[Opening Available records section]

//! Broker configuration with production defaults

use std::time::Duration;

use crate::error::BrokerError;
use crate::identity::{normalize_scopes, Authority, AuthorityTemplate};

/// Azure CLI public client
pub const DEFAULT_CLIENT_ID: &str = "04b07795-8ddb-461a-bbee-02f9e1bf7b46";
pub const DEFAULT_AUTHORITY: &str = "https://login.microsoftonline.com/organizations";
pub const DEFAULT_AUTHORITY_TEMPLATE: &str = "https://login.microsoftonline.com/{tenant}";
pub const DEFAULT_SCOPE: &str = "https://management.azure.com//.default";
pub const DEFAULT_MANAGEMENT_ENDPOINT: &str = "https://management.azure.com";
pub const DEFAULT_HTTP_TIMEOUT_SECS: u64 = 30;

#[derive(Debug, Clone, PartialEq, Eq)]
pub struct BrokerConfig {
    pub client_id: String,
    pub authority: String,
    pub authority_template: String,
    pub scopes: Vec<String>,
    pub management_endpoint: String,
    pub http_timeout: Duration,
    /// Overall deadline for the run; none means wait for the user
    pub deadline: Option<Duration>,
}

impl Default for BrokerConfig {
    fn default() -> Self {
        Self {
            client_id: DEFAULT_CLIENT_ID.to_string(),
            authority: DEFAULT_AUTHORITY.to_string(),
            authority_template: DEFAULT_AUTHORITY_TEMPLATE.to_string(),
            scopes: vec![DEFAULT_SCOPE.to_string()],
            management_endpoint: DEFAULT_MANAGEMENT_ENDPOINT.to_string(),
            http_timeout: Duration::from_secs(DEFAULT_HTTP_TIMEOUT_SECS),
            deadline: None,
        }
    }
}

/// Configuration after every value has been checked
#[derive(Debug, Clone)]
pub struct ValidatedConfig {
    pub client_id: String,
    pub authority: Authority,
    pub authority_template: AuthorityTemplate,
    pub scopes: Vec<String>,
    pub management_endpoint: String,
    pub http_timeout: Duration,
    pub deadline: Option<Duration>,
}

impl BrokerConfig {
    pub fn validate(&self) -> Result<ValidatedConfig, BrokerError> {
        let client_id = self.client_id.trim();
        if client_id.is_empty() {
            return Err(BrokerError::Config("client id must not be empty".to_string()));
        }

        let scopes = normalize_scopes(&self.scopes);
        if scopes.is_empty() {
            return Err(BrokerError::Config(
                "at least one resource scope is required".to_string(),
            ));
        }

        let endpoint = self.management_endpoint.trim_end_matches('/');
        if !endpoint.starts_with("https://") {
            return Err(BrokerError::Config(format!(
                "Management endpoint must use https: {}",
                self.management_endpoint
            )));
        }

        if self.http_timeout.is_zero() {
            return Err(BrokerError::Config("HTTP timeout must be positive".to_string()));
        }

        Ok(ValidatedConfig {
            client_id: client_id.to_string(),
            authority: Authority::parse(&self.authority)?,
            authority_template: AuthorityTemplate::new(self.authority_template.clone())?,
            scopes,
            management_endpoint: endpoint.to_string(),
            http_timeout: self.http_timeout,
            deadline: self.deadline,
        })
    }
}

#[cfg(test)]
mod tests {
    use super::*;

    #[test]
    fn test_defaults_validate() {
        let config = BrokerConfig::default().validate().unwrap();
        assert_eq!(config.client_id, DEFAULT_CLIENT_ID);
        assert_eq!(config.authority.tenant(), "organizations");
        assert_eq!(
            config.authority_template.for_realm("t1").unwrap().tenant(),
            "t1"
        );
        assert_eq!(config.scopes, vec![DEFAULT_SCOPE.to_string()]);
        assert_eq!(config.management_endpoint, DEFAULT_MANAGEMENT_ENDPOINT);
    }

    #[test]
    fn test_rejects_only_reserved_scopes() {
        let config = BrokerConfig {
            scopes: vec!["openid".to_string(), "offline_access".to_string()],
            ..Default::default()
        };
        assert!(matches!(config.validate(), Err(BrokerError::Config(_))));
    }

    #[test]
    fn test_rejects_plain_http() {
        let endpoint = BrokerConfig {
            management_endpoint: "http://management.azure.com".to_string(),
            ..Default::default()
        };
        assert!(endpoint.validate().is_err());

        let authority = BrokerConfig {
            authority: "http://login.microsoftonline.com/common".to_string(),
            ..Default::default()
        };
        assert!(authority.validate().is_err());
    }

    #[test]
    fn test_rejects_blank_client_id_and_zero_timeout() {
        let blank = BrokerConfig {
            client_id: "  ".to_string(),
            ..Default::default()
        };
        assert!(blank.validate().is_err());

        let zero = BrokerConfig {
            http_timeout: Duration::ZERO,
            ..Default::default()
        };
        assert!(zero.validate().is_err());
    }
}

[Closing Available records section]
[Opening Available records section]

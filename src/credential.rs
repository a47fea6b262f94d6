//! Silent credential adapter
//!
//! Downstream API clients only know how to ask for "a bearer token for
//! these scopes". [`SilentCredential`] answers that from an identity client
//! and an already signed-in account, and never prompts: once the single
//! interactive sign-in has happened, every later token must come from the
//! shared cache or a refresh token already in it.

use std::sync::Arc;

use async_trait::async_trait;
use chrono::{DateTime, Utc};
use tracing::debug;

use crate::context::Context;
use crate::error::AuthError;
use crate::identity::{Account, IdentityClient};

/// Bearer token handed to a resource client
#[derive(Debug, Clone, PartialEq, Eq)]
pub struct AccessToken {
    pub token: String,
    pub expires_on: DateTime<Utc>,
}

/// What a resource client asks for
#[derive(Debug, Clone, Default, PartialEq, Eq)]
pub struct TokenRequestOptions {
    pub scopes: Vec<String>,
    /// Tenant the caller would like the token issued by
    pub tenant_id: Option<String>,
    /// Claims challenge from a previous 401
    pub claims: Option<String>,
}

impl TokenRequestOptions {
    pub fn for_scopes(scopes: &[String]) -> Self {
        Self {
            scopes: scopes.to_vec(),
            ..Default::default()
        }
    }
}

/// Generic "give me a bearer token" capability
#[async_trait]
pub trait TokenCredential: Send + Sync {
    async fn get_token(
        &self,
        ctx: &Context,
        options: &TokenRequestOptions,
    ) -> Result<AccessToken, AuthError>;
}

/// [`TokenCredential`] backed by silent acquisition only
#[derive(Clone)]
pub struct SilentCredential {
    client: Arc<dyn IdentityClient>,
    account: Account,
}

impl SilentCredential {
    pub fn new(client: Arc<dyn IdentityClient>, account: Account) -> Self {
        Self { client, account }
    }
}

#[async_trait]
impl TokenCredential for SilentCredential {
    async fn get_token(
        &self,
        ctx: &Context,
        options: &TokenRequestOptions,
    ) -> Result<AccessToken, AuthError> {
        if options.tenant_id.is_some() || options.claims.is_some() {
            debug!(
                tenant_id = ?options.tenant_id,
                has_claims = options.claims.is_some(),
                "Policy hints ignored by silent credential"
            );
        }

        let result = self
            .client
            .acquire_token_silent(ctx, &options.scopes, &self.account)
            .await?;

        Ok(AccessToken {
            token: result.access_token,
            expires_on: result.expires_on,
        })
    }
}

[Closing Available records section]

Exercise objective:
Check every line of the entries above, and copy those that carry the string "unwrap".

Answer for the task:
        let config = BrokerConfig::default().validate().unwrap();
            config.authority_template.for_realm("t1").unwrap().tenant(),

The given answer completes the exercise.